Vale notar que, à época da promulgação do CPC/2015, discutiu-se a constitucionalidade dessas previsões – alguns juristas as viam com reserva, temendo violação da coisa julgada e da segurança jurídica. Contudo, o STF agora, em suas decisões mais recentes, confirmou a validade desses dispositivos, interpretando-os conforme a Constituição e inclusive podando eventuais excessos. Isso mostra uma convergência entre a legislação processual e a orientação jurisprudencial do Supremo no sentido de admitir a rescisão de coisa julgada inconstitucional, desde que dentro de balizas temporais e materiais bem definidas.



Prazos e Requisitos para Desconstituição (Ação Rescisória)
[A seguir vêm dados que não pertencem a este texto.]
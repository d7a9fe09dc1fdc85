use regex::Regex;
use std::sync::LazyLock;

/// Six colon-separated two-digit hex octets.
static VALID_MAC: LazyLock<Regex> = LazyLock::new(|| {
    Regex::new(r"^(?:[[:xdigit:]]{2}:){5}[[:xdigit:]]{2}$").expect("MAC pattern is valid")
});

/// `[segment:]bus:device.function`, the segment being optional.
static VALID_PCI: LazyLock<Regex> = LazyLock::new(|| {
    Regex::new(r"^(?:[[:xdigit:]]{4}:)?[[:xdigit:]]{2}:[[:xdigit:]]{2}\.[[:xdigit:]]$")
        .expect("PCI pattern is valid")
});

/// Embedded (`emN`) or slot (`pNpM`, legacy `pciNpM`) physical port names.
static VALID_PPN: LazyLock<Regex> = LazyLock::new(|| {
    Regex::new(r"^(?:em\d+|p(?:ci)?\d+p\d+)$").expect("ppn pattern is valid")
});

/// Returns true if `value` is a colon-separated MAC address.
#[must_use]
pub fn is_mac(value: &str) -> bool {
    VALID_MAC.is_match(value)
}

/// Returns true if `value` is a PCI bus address (`0000:01:01.1`).
#[must_use]
pub fn is_pci(value: &str) -> bool {
    VALID_PCI.is_match(value)
}

/// Returns true if `value` is a physical port name.
#[must_use]
pub fn is_ppn(value: &str) -> bool {
    VALID_PPN.is_match(value)
}

#[cfg(test)]
mod tests {
    use super::*;

    #[test]
    fn mac_accepts_either_case() {
        assert!(is_mac("DE:AD:C0:DE:00:00"));
        assert!(is_mac("00:de:ad:be:ef:00"));
    }

    #[test]
    fn mac_rejects_malformed() {
        assert!(!is_mac("not-a-mac"));
        assert!(!is_mac("DE:AD:C0:DE:00"));
        assert!(!is_mac("DE:AD:C0:DE:00:00:11"));
        assert!(!is_mac("DE-AD-C0-DE-00-00"));
        assert!(!is_mac("D:AD:C0:DE:00:00"));
        assert!(!is_mac("GG:AD:C0:DE:00:00"));
    }

    #[test]
    fn pci_accepts_with_and_without_segment() {
        assert!(is_pci("0000:01:01.1"));
        assert!(is_pci("01:00.0"));
        assert!(is_pci("0000:af:1F.7"));
    }

    #[test]
    fn pci_rejects_malformed() {
        assert!(!is_pci("0000:01:01"));
        assert!(!is_pci("000:01:01.1"));
        assert!(!is_pci("0000:01:01.10"));
        assert!(!is_pci("p1p1"));
    }

    #[test]
    fn ppn_accepts_new_and_legacy_forms() {
        assert!(is_ppn("em1"));
        assert!(is_ppn("p1p1"));
        assert!(is_ppn("p12p3"));
        assert!(is_ppn("pci0p1"));
    }

    #[test]
    fn ppn_rejects_malformed() {
        assert!(!is_ppn("em"));
        assert!(!is_ppn("p1"));
        assert!(!is_ppn("eth0"));
        assert!(!is_ppn("p1p1 "));
    }

    #[test]
    fn validators_do_not_overlap_on_samples() {
        for v in ["DE:AD:C0:DE:00:00", "0000:01:01.1", "p1p1"] {
            let hits = [is_mac(v), is_pci(v), is_ppn(v)]
                .iter()
                .filter(|b| **b)
                .count();
            assert_eq!(hits, 1, "{v}");
        }
    }
}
A ação rescisória é o instrumento processual típico para anular uma decisão transitada em julgado, nas hipóteses taxativas da lei (CPC, art. 966). No regime comum, a rescisória deve ser ajuizada em até 2 anos após o trânsito em julgado da decisão alvo (prazo decadencial). No contexto da coisa julgada inconstitucional, contudo, as regras especiais do CPC/2015 (art. 525, §15 e art. 535, §8º) e a recente interpretação do STF ajustaram esse prazo e adicionaram restrições visando equilibrar correção e segurança:


  • Novo termo inicial do prazo: Confirmando o que dispõe o CPC, o STF assentou que o prazo de 2 anos para a rescisória conta do trânsito em julgado da decisão do STF que firmou o entendimento de inconstitucionalidade (ou constitucionalidade) contrariando a decisão rescindenda. Ou seja, o prazo não é calculado a partir da decisão original transitada, mas sim a partir do precedente do STF que tornou patente a incompatibilidade daquela decisão com a Constituição. Por exemplo, se o STF declarou uma lei inconstitucional em 2025, abrindo espaço para rescindir sentenças passadas que aplicaram essa lei, os prejudicados têm até 2 anos a partir do trânsito em julgado da decisão de 2025 para propor rescisória. Essa interpretação foi fixada em abril de 2025, quando o STF julgou questão de ordem na AR 2.876/DF (rel. Min. Gilmar Mendes) justamente para definir a constitucionalidade e o âmbito desses prazos.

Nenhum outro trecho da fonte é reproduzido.